Her singing career flourished, leading to film and television appearances. She was one of the few black Brazilian women to rise to stardom at the time.
However, her career was soon overshadowed by a fiery affair with Manuel Francisco dos Santos, better known as Garrincha. Their romance began at the 1962 World Cup in Chile, where she represented Brazil as an entertainer, and where her career could have taken a very different turn: Ms. She also met Louis Armstrong, who invited her to tour the United States with him, but instead chose to follow her heart and return to Brazil with Garrincha. That move would have disastrous consequences.

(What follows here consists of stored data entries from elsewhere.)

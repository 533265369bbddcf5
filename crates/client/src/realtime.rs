//! WebSocket 实时通道客户端
//!
//! 连接由后台任务持有：写端消费 [`ClientEvent`] 队列，读端把解码后的
//! [`ServerEvent`] 投递给调用方。服务器不会恢复断开连接的房间成员关系，
//! 所以这里记录已加入的房间，[`RealtimeClient::reconnect`] 时逐个重新加入。

use std::collections::HashSet;

use domain::{ClientEvent, ConversationId, SendMessagePayload, ServerEvent};
use futures_util::{SinkExt, StreamExt};
use tokio::{sync::mpsc, task::JoinHandle};
use tokio_tungstenite::{connect_async, tungstenite::Message as WsMessage};

use crate::error::{ClientError, ClientResult};
use crate::state::ConversationState;

pub struct RealtimeClient {
    url: String,
    outgoing: mpsc::UnboundedSender<ClientEvent>,
    incoming: mpsc::UnboundedReceiver<ServerEvent>,
    rooms: HashSet<ConversationId>,
    task: JoinHandle<()>,
}

struct Channel {
    outgoing: mpsc::UnboundedSender<ClientEvent>,
    incoming: mpsc::UnboundedReceiver<ServerEvent>,
    task: JoinHandle<()>,
}

impl RealtimeClient {
    /// `base_url` 形如 `ws://host:port`
    pub async fn connect(base_url: &str, token: &str) -> ClientResult<Self> {
        let url = format!("{}/socket?token={}", base_url.trim_end_matches('/'), token);
        let channel = open(&url).await?;
        tracing::info!("realtime channel connected");

        Ok(Self {
            url,
            outgoing: channel.outgoing,
            incoming: channel.incoming,
            rooms: HashSet::new(),
            task: channel.task,
        })
    }

    pub fn join(&mut self, conversation_id: ConversationId) -> ClientResult<()> {
        self.emit(ClientEvent::JoinConversation(conversation_id))?;
        self.rooms.insert(conversation_id);
        Ok(())
    }

    pub fn leave(&mut self, conversation_id: ConversationId) -> ClientResult<()> {
        self.rooms.remove(&conversation_id);
        self.emit(ClientEvent::LeaveConversation(conversation_id))
    }

    pub fn send(&self, payload: SendMessagePayload) -> ClientResult<()> {
        self.emit(ClientEvent::SendMessage(payload))
    }

    pub fn joined_rooms(&self) -> impl Iterator<Item = &ConversationId> {
        self.rooms.iter()
    }

    pub fn is_connected(&self) -> bool {
        !self.task.is_finished()
    }

    /// 下一个服务器事件；连接关闭后返回 `None`
    pub async fn next_event(&mut self) -> Option<ServerEvent> {
        self.incoming.recv().await
    }

    /// 读取一个事件并应用到本地状态，返回该事件
    pub async fn pump(&mut self, state: &mut ConversationState) -> ClientResult<ServerEvent> {
        let event = self.next_event().await.ok_or(ClientError::Closed)?;
        if let ServerEvent::JoinError(payload) = &event {
            self.rooms.remove(&payload.conversation_id);
        }
        state.apply(event.clone());
        Ok(event)
    }

    /// 建立新连接并重新加入之前的所有房间
    pub async fn reconnect(&mut self) -> ClientResult<()> {
        self.task.abort();
        let channel = open(&self.url).await?;
        self.outgoing = channel.outgoing;
        self.incoming = channel.incoming;
        self.task = channel.task;

        for conversation_id in &self.rooms {
            self.outgoing
                .send(ClientEvent::JoinConversation(*conversation_id))
                .map_err(|_| ClientError::Closed)?;
        }
        tracing::info!(rooms = self.rooms.len(), "realtime channel reconnected");
        Ok(())
    }

    fn emit(&self, event: ClientEvent) -> ClientResult<()> {
        self.outgoing.send(event).map_err(|_| ClientError::Closed)
    }
}

impl Drop for RealtimeClient {
    fn drop(&mut self) {
        self.task.abort();
    }
}

async fn open(url: &str) -> ClientResult<Channel> {
    let (socket, _response) = connect_async(url).await?;
    let (mut sink, mut stream) = socket.split();

    let (outgoing, mut outgoing_rx) = mpsc::unbounded_channel::<ClientEvent>();
    let (incoming_tx, incoming) = mpsc::unbounded_channel::<ServerEvent>();

    let task = tokio::spawn(async move {
        loop {
            tokio::select! {
                frame = stream.next() => match frame {
                    Some(Ok(WsMessage::Text(text))) => {
                        match serde_json::from_str::<ServerEvent>(text.as_str()) {
                            Ok(event) => {
                                if incoming_tx.send(event).is_err() {
                                    break;
                                }
                            }
                            Err(err) => {
                                tracing::warn!(error = %err, "ignoring undecodable server event");
                            }
                        }
                    }
                    Some(Ok(WsMessage::Close(_))) | None => {
                        tracing::debug!("realtime channel closed by server");
                        break;
                    }
                    Some(Err(err)) => {
                        tracing::warn!(error = %err, "realtime channel failed");
                        break;
                    }
                    Some(Ok(_)) => {}
                },
                Some(event) = outgoing_rx.recv() => {
                    let json = match serde_json::to_string(&event) {
                        Ok(json) => json,
                        Err(err) => {
                            tracing::warn!(error = %err, "failed to serialize client event");
                            continue;
                        }
                    };
                    if let Err(err) = sink.send(WsMessage::Text(json.into())).await {
                        tracing::warn!(error = %err, "failed to send client event");
                        break;
                    }
                }
            }
        }
    });

    Ok(Channel {
        outgoing,
        incoming,
        task,
    })
}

Highly sought after by the public and the press, the couple were forced to move to São Paulo and eventually to Italy, where they spent four years. They married in 1966.
Mrs. Soares was pregnant with their son, Manoel Francisco dos Santos Júnior, when the couple returned to Brazil in 1975. At the time, Garrincha’s alcoholism was becoming a serious problem. He was driving under the influence of alcohol in 1969 when he was involved in an accident that killed Mrs. Soares’ mother. He hit Miss Soares, who is known for visiting bar owners to beg them not to serve her husband. But her efforts proved futile; Garrincha died of cirrhosis in 1983.

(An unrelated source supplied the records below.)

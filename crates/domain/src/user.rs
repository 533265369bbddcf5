use serde::{Deserialize, Serialize};

use crate::errors::DomainError;
use crate::value_objects::{Timestamp, UserId};

/// 用户目录中的一条记录，`id` 即身份提供方的用户标识。
#[derive(Debug, Clone, PartialEq, Eq, Serialize, Deserialize)]
#[serde(rename_all = "camelCase")]
pub struct User {
    pub id: UserId,
    pub username: String,
    pub email: Option<String>,
    pub created_at: Timestamp,
    pub updated_at: Timestamp,
}

impl User {
    pub fn new(
        id: UserId,
        username: impl Into<String>,
        email: Option<String>,
        now: Timestamp,
    ) -> Result<Self, DomainError> {
        let username = Self::validate_username(username.into())?;
        Ok(Self {
            id,
            username,
            email,
            created_at: now,
            updated_at: now,
        })
    }

    fn validate_username(value: String) -> Result<String, DomainError> {
        let value = value.trim().to_owned();
        if value.is_empty() {
            return Err(DomainError::invalid_argument("username", "cannot be empty"));
        }
        if value.chars().count() > 100 {
            return Err(DomainError::invalid_argument("username", "too long"));
        }
        Ok(value)
    }
}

When their son died in a car crash in 1986 at the age of 9, Mrs. Soares was devastated and left for Brazil. She spent several years in Los Angeles, trying in vain to launch an international career.
She credits Brazilian singer-songwriter Caetano Veloso for helping her get back into music when she was ready to give up, by featuring her on his 1984 album, “Velo. ”
But her output was insignificant throughout the 1980s and ’90s, and it wasn’t until 2002 that she regained her footing, connecting with composers and producers from across the world. São Paulo’s samba sujo (“dirty samba”) scene for the album “Do Coccix Até o Pescoço” (“From the Tailbone to the Neck”), nominated for a Latin Grammy.
In 2016, her “A Mulher do Fim do Mundo” (“Woman at the End of the World”) won the Latin Grammy Award for Best Brazilian Popular Album.
Mrs. Soares is survived by her children, Joao Carlos, Gerson, Dilma and Sara, and numerous grandchildren and great-grandchildren. Her son Dilson died in 2015.
She continued to find success with young audiences in the new century, working tirelessly into her 90s, exploring musical styles such as electronic dance music, punk rock and free jazz, and recording The album deals with social issues with ease.
Her album title”Planeta Fome” (“Planet Hunger”), released in 2019, deals directly with how her career began on the talent search radio show that will forever change not only her life but also the Brazilian music scene.